Dr. Olivia Moorehead-Slaughter is a licensed psychologist who specializes in Child Psychology. She received her doctorate from the University of Denver and is a former Chairperson of the American Psychological Association (APA) Ethics Committee and of the Massachusetts Board of Registration for Psychologists. In 2014, Dr. Olivia Moorehead-Slaughter was the recipient of the APA Society for the Psychology of Women's Bonnie Strickland and Jessica Henderson Daniel Award for Distinguished Mentoring.
I came into Explo at Yale expecting to meet a room full of high school students who are engaged, bright, and who are excited about the topic. And I was looking forward to them being eager to join in the conversation. I spend the majority of my time with young adults. These are my people! So, although I wasn't quite sure what the conversation would entail, I was sure it would be a good one. And all my expectations have been met.
My morning class discussion was about success, and not just thinking about success for it's own sake, but thinking about how does a student become successful? Were they always successful? And I wanted to give at least equal attention to failure, and how does failure relate to success. I hoped that the students would already have some experiences with failure, while they were still in high school and before they moved into a college environment. I think it's very important that students get to experience having to recover from something that was difficult and where they did not feel that they were immediately successful. So the conversation started with a video that showcased several people who failed, including some who failed multiple times, and miserably, before they were finally successful at whatever it is they were doing.

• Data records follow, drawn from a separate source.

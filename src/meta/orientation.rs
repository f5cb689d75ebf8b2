//! Aspect orientation classification.

use serde::{Deserialize, Serialize};

/// Aspect class of a width/height pair
#[derive(Debug, Clone, Copy, PartialEq, Eq, Serialize, Deserialize)]
#[serde(rename_all = "lowercase")]
pub enum Orientation {
    Square,
    Landscape,
    Portrait,
}

/// Classify a width/height pair.
///
/// Near-square shapes count as square: the tolerance is 5% of the shorter
/// side. Equal dimensions are square via the explicit equality branch, which
/// also covers the degenerate 0x0 case where the tolerance collapses to 0.
pub fn classify(width: f64, height: f64) -> Orientation {
    if width == height {
        return Orientation::Square;
    }

    let tolerance = width.min(height) * 0.05;
    if (width - height).abs() < tolerance {
        Orientation::Square
    } else if width > height {
        Orientation::Landscape
    } else {
        Orientation::Portrait
    }
}
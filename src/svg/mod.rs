//! SVG markup handling.
//!
//! Two independent views of the same markup. [`VectorDocument`] scans the
//! raw XML for declared dimensions and fill attributes without building a
//! render tree; [`rasterize`] hands the markup to `usvg`/`resvg` for an
//! actual bitmap. Fill classification sits on top of the scan.

mod document;
mod fill;
mod render;

pub use document::VectorDocument;
pub use fill::{FillUsage, classify_fills};
pub use render::rasterize;
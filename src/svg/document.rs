//! Streaming scan of SVG markup.
//!
//! Pulls out the little the engine needs from the XML itself: the root
//! element's declared dimensions and every `fill` attribute in document
//! order. Anything heavier goes through the renderer instead.

use quick_xml::Reader;
use quick_xml::errors::IllFormedError;
use quick_xml::events::{BytesStart, Event};

use crate::meta::MetaError;

/// Declared shape of an SVG document plus its raw fill attributes.
#[derive(Debug)]
pub struct VectorDocument {
    /// Root `width` attribute, `0.0` when absent or not a bare number.
    pub width: f64,
    /// Root `height` attribute, `0.0` when absent or not a bare number.
    pub height: f64,
    /// Every `fill` attribute value, in document order, verbatim.
    pub fills: Vec<String>,
}

impl VectorDocument {
    /// Scan `markup` in one streaming pass.
    ///
    /// Fails on markup that is not well-formed XML (mismatched or missing
    /// end tags included). Attribute-level noise is skipped rather than
    /// failed: a broken attribute reads as absent.
    pub fn parse(markup: &[u8]) -> Result<Self, MetaError> {
        let mut reader = Reader::from_reader(markup);
        let mut buf = Vec::new();

        let mut document = Self {
            width: 0.0,
            height: 0.0,
            fills: Vec::new(),
        };
        let mut saw_root = false;
        // The reader flags mismatched end tags itself but reads clean past
        // unclosed ones, so open elements are tracked here.
        let mut open_tags: Vec<String> = Vec::new();

        loop {
            match reader.read_event_into(&mut buf) {
                Ok(Event::Start(element)) => {
                    open_tags
                        .push(String::from_utf8_lossy(element.name().as_ref()).into_owned());
                    document.scan_element(&element, &mut saw_root);
                }
                Ok(Event::Empty(element)) => document.scan_element(&element, &mut saw_root),
                Ok(Event::End(_)) => {
                    open_tags.pop();
                }
                Ok(Event::Eof) => {
                    if let Some(tag) = open_tags.pop() {
                        return Err(MetaError::Parse(quick_xml::Error::IllFormed(
                            IllFormedError::MissingEndTag(tag),
                        )));
                    }
                    break;
                }
                Ok(_) => {}
                Err(e) => return Err(MetaError::Parse(e)),
            }
            buf.clear();
        }

        Ok(document)
    }

    fn scan_element(&mut self, element: &BytesStart<'_>, saw_root: &mut bool) {
        if !*saw_root && element.local_name().as_ref() == b"svg" {
            *saw_root = true;
            self.width = parse_dimension(attribute(element, b"width"));
            self.height = parse_dimension(attribute(element, b"height"));
        }
        if let Some(fill) = attribute(element, b"fill") {
            self.fills.push(fill);
        }
    }
}

/// Look up an attribute by its exact (unprefixed) name.
fn attribute(element: &BytesStart<'_>, name: &[u8]) -> Option<String> {
    element
        .attributes()
        .filter_map(Result::ok)
        .find(|a| a.key.as_ref() == name)
        .and_then(|a| a.unescape_value().ok())
        .map(|v| v.into_owned())
}

/// Strictly numeric dimension parse. Unit suffixes like `px` do not count.
fn parse_dimension(value: Option<String>) -> f64 {
    value.and_then(|v| v.trim().parse().ok()).unwrap_or(0.0)
}

// ============================================================================
// Tests
// ============================================================================
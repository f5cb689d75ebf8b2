//! Tool configuration management for `visum.toml`.
//!
//! The config file is optional: when absent, built-in defaults apply.
//! CLI flags always win over file values.
//!
//! # Example
//!
//! ```toml
//! [extract]
//! palette_size = 10     # Number of palette colors (k)
//! ink_threshold = 16    # 0-255, mask visibility cutoff
//! alpha_threshold = 250 # 0-255, transparency detection cutoff
//! snap_grid = 24        # Centroid percentage quantization step
//! analysis_size = 512   # Canvas size for mask analysis of vectors
//! preview_size = 1024   # Canvas size for palette extraction of vectors
//! ```

use serde::{Deserialize, Serialize};
use std::fs;
use std::path::{Path, PathBuf};
use thiserror::Error;

use crate::meta::ExtractOptions;

/// Default config file name, looked up in the working directory
pub const CONFIG_FILE: &str = "visum.toml";

// ============================================================================
// ConfigError
// ============================================================================

/// Configuration-related errors
#[derive(Debug, Error)]
pub enum ConfigError {
    #[error("IO error when reading `{0}`")]
    Io(PathBuf, #[source] std::io::Error),

    #[error("Config file parsing error")]
    Toml(#[from] toml::de::Error),

    #[error("Config validation error: {0}")]
    Validation(String),
}

// ============================================================================
// root configuration
// ============================================================================

/// Root configuration structure representing visum.toml
#[derive(Debug, Clone, Default, Serialize, Deserialize)]
#[serde(default)]
pub struct VisumConfig {
    /// Extraction tuning
    pub extract: ExtractSection,
}

/// `[extract]` section: engine tuning knobs
#[derive(Debug, Clone, PartialEq, Eq, Serialize, Deserialize)]
#[serde(default)]
pub struct ExtractSection {
    /// Number of palette colors to extract (k)
    pub palette_size: usize,

    /// Visibility mask cutoff on a 0-255 scale. A pixel is "ink" when its
    /// alpha (or luminance) is strictly greater than this.
    pub ink_threshold: u8,

    /// Transparency detection cutoff on a 0-255 scale. Any alpha strictly
    /// below this marks the image transparent.
    pub alpha_threshold: u8,

    /// Quantization step for centroid percentage coordinates
    pub snap_grid: u32,

    /// Square canvas size used when rasterizing vectors for mask analysis
    pub analysis_size: u32,

    /// Square canvas size used when rasterizing vectors for palette
    /// extraction
    pub preview_size: u32,
}

impl Default for ExtractSection {
    fn default() -> Self {
        let defaults = ExtractOptions::default();
        Self {
            palette_size: defaults.palette_size,
            ink_threshold: defaults.ink_threshold,
            alpha_threshold: defaults.alpha_threshold,
            snap_grid: defaults.snap_grid,
            analysis_size: defaults.analysis_size,
            preview_size: defaults.preview_size,
        }
    }
}

impl ExtractSection {
    /// Convert into the engine's options struct.
    pub fn to_options(&self) -> ExtractOptions {
        ExtractOptions {
            palette_size: self.palette_size,
            ink_threshold: self.ink_threshold,
            alpha_threshold: self.alpha_threshold,
            snap_grid: self.snap_grid,
            analysis_size: self.analysis_size,
            preview_size: self.preview_size,
        }
    }
}

impl VisumConfig {
    /// Load configuration for the current invocation.
    ///
    /// An explicit `--config` path must exist; the default `visum.toml` is
    /// optional and silently falls back to defaults when missing.
    pub fn load(explicit: Option<&Path>) -> Result<Self, ConfigError> {
        match explicit {
            Some(path) => Self::from_path(path),
            None => {
                let default = Path::new(CONFIG_FILE);
                if default.exists() {
                    Self::from_path(default)
                } else {
                    Ok(Self::default())
                }
            }
        }
    }

    /// Parse and validate a config file.
    pub fn from_path(path: &Path) -> Result<Self, ConfigError> {
        let raw =
            fs::read_to_string(path).map_err(|e| ConfigError::Io(path.to_path_buf(), e))?;
        let config: Self = toml::from_str(&raw)?;
        config.validate()?;
        Ok(config)
    }

    /// Validate loaded values.
    ///
    /// Zero sizes would make the engine's percentage math divide by zero,
    /// so they are rejected here rather than checked per call.
    fn validate(&self) -> Result<(), ConfigError> {
        let e = &self.extract;
        if e.palette_size == 0 {
            return Err(ConfigError::Validation(
                "extract.palette_size must be at least 1".into(),
            ));
        }
        if e.snap_grid == 0 {
            return Err(ConfigError::Validation(
                "extract.snap_grid must be at least 1".into(),
            ));
        }
        if e.analysis_size == 0 || e.preview_size == 0 {
            return Err(ConfigError::Validation(
                "extract canvas sizes must be at least 1".into(),
            ));
        }
        Ok(())
    }
}

// ============================================================================
// Tests
// ============================================================================

#[cfg(test)]
mod tests {
    use super::*;

    fn parse(raw: &str) -> VisumConfig {
        let config: VisumConfig = toml::from_str(raw).unwrap();
        config.validate().unwrap();
        config
    }

    #[test]
    fn test_defaults() {
        let config = parse("");
        assert_eq!(config.extract.palette_size, 10);
        assert_eq!(config.extract.ink_threshold, 16);
        assert_eq!(config.extract.alpha_threshold, 250);
        assert_eq!(config.extract.snap_grid, 24);
        assert_eq!(config.extract.analysis_size, 512);
        assert_eq!(config.extract.preview_size, 1024);
    }

    #[test]
    fn test_partial_override() {
        let config = parse("[extract]\npalette_size = 4\nsnap_grid = 10");
        assert_eq!(config.extract.palette_size, 4);
        assert_eq!(config.extract.snap_grid, 10);
        assert_eq!(config.extract.ink_threshold, 16);
    }

    #[test]
    fn test_zero_snap_grid_rejected() {
        let config: VisumConfig = toml::from_str("[extract]\nsnap_grid = 0").unwrap();
        let err = config.validate().unwrap_err();
        assert!(matches!(err, ConfigError::Validation(_)));
    }

    #[test]
    fn test_zero_canvas_rejected() {
        let config: VisumConfig = toml::from_str("[extract]\nanalysis_size = 0").unwrap();
        assert!(config.validate().is_err());
    }

    #[test]
    fn test_threshold_out_of_range_is_parse_error() {
        let result: Result<VisumConfig, _> = toml::from_str("[extract]\nink_threshold = 300");
        assert!(result.is_err());
    }

    #[test]
    fn test_missing_file_with_explicit_path() {
        let dir = tempfile::TempDir::new().unwrap();
        let missing = dir.path().join("nope.toml");
        let err = VisumConfig::load(Some(&missing)).unwrap_err();
        assert!(matches!(err, ConfigError::Io(_, _)));
    }

    #[test]
    fn test_load_from_file() {
        let dir = tempfile::TempDir::new().unwrap();
        let path = dir.path().join("visum.toml");
        fs::write(&path, "[extract]\npalette_size = 6").unwrap();
        let config = VisumConfig::from_path(&path).unwrap();
        assert_eq!(config.extract.palette_size, 6);
    }

    #[test]
    fn test_to_options_round_trip() {
        let config = parse("[extract]\nink_threshold = 32");
        let options = config.extract.to_options();
        assert_eq!(options.ink_threshold, 32);
        assert_eq!(options.palette_size, 10);
    }
}
//! Small shared helpers.

/// Return "s" suffix for plural counts
#[inline]
pub fn plural_s(n: usize) -> &'static str {
    if n == 1 { "" } else { "s" }
}

/// Format count with noun, handling pluralization
///
/// - `plural_count(1, "file")` -> `"1 file"`
/// - `plural_count(5, "file")` -> `"5 files"`
#[inline]
pub fn plural_count(count: usize, noun: &str) -> String {
    format!("{} {}{}", count, noun, plural_s(count))
}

That led us to thinking about resilience, and how does one build it. Resilience is not something that you can grant someone, or bestow upon them, or hand it to them. You've got to build it! You build resilience by coming back from something that was really, really hard. We had some great discussions about calluses, and how to build calluses. The example I put forth had to do with people who play string instruments at a really high level. In order to get there they develop calluses on their fingertips, be it guitar, violin, viola. We also talked about how artists who play in string orchestras even build calluses on the side of their neck that they are very, very proud of. String players can spot that, and they are able to tell that that's the mark of an expert musician, of an accomplished string player!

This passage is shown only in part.